PROBLEM —
Report back every line of the entries that contains "entry", exactly as written.

── INFORMATION GIVEN

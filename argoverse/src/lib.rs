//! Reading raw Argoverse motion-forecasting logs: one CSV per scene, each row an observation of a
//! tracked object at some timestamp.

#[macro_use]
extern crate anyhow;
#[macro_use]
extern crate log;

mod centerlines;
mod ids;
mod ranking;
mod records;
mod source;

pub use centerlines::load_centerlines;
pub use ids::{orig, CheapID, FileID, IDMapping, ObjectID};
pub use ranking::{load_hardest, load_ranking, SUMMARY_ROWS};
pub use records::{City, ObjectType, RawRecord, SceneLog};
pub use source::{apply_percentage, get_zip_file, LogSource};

────
── INFORMATION GIVEN

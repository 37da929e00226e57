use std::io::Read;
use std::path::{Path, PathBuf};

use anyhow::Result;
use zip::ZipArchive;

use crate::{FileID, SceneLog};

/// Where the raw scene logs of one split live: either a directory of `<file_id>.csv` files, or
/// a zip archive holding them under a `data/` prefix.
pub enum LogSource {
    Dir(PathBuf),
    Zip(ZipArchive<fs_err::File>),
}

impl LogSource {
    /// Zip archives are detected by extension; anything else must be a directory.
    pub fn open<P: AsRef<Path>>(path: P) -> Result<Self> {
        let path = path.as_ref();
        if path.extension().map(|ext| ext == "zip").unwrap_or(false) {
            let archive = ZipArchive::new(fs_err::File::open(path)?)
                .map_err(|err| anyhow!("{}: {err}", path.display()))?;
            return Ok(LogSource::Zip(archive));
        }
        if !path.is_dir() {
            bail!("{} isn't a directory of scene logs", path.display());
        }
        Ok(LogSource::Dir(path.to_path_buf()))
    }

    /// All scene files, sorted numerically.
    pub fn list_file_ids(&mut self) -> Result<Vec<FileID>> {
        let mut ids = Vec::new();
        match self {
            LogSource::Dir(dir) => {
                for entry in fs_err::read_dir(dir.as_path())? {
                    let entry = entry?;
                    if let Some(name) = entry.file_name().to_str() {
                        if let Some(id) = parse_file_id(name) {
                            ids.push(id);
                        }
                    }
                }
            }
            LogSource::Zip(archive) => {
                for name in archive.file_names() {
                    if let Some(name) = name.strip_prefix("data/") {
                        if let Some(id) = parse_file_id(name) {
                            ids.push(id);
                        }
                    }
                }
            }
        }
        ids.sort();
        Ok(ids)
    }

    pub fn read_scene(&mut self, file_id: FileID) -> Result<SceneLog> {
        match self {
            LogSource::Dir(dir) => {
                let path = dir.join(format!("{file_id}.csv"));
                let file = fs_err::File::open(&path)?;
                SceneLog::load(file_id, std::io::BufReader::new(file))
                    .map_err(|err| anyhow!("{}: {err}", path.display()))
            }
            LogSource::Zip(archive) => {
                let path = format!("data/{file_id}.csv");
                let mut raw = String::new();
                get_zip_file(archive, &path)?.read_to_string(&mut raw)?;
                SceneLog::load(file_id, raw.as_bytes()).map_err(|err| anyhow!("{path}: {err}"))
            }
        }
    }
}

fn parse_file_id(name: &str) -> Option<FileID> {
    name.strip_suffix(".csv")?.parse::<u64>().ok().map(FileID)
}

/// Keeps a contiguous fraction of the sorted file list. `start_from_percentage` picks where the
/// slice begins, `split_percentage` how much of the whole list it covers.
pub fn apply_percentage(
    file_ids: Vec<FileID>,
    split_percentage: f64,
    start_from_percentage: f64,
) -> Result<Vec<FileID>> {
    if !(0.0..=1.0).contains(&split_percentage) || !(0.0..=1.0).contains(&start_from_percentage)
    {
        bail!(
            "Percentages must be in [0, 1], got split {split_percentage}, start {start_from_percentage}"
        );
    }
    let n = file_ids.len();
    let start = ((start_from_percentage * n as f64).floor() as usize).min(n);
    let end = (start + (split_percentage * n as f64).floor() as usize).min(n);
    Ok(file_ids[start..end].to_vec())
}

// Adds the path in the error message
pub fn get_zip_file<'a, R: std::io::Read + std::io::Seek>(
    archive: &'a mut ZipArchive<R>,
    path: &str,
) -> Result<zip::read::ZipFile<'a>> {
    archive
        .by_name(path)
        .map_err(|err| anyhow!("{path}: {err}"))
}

────

SOLUTION TO THE PROBLEM —
                for entry in fs_err::read_dir(dir.as_path())? {
                    let entry = entry?;
                    if let Some(name) = entry.file_name().to_str() {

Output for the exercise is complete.